The good news for straight attorneys is that many LGBTQ individuals are comfortable looking beyond their community for legal services. This willingness represents a recent shift that is especially prevalent among the younger generation who grew up enjoying greater acceptance and inclusivity.

Despite this progress, the LGBTQ community remains largely underserved. With a little initiative, however, an attorney can successfully work with this vital demographic.

Using Estate Planning to Plug the Drain of Family Land Loss Through Heirs’ Property

BY SHAKISHA MORGAN, ESQ.

Unclear title for a house or land can jeopardize a family’s desire to use property as a wealthbuilding tool for future generations.

Heirs’ Property is property ownership whereby land is passed down without a will to the original owner’s descendants. It is considered to be the leading cause of Black land loss in the U.S., as thousands of acres were forcibly bought out from Black rural families by developers during the 20th century. Heirs’ property typically refers to Blackowned land in the South, but this is also a local issue. Our Firm has witnessed numerous Black families suffer land loss through forced partition sales.

Unclear title for a house or land can jeopardize a family’s desire to use property as a wealth-building tool for future generations. As family entitled to inherit the land continue to die without a Will, land ownership becomes increasingly fractured as the number of heirs with an undivided interest in the property grows from generation to generation.

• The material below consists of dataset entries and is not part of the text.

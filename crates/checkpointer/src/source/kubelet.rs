//! The local kubelet's read-only API, which keeps working when the API server is down.
use std::time::Duration;

use anyhow::Context;
use k8s_openapi::api::core::v1::Pod as KubePod;
use serde::Deserialize;
use tracing::debug;

use super::PodSource;
use crate::pod::{parents, PodMap};

#[derive(Deserialize)]
struct PodList {
    #[serde(default)]
    items: Option<Vec<KubePod>>,
}

/// Lists the pods the local kubelet knows about
pub struct KubeletClient {
    client: reqwest::Client,
    pods_url: String,
}

impl KubeletClient {
    /// Returns a client for the kubelet serving at `url`, typically the read-only port
    pub fn new(url: &str, timeout: Duration) -> anyhow::Result<Self> {
        let client = reqwest::Client::builder()
            .timeout(timeout)
            .build()
            .context("unable to build kubelet client")?;
        Ok(KubeletClient {
            client,
            pods_url: format!("{}/pods", url.trim_end_matches('/')),
        })
    }
}

#[async_trait::async_trait]
impl PodSource for KubeletClient {
    async fn pods(&self) -> anyhow::Result<PodMap> {
        let body = self
            .client
            .get(&self.pods_url)
            .send()
            .await
            .and_then(reqwest::Response::error_for_status)
            .with_context(|| format!("unable to list pods from kubelet at {}", self.pods_url))?
            .bytes()
            .await?;
        let pods = decode_pod_list(&body)?;
        debug!(count = pods.len(), "Listed parent pods from the kubelet");
        Ok(pods)
    }
}

/// Decodes the kubelet's pod list into the parent pods it contains
fn decode_pod_list(body: &[u8]) -> anyhow::Result<PodMap> {
    let list: PodList =
        serde_json::from_slice(body).context("unable to decode pod list from kubelet")?;
    Ok(parents(list.items.unwrap_or_default()))
}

Black Americans have historically lacked access to the legal system, and were denied the opportunity to draft wills and to secure title to their property. Today, Black Americans still face income disparities, institutional discrimination, disparate impact of laws, and continue to lack access – and, sometimes, resources – to prepare estate plans. Nevertheless, these families have a significant need for estate planning, family ownership structures, and information on the impact of probate and laws that limit their rights regarding heirs’ property.

When wealth vanishes from a family, it means that families are making everyday life choices without financial security. As attorneys, let us be duty bound to not only serve those with taxable estates, but to also serve families where estate planning allows for a shift towards a trajectory of wealth building through land preservation and development. Our estate planning skills can be used to decrease the disparity of wealth in the U.S. and increase financial security for more families.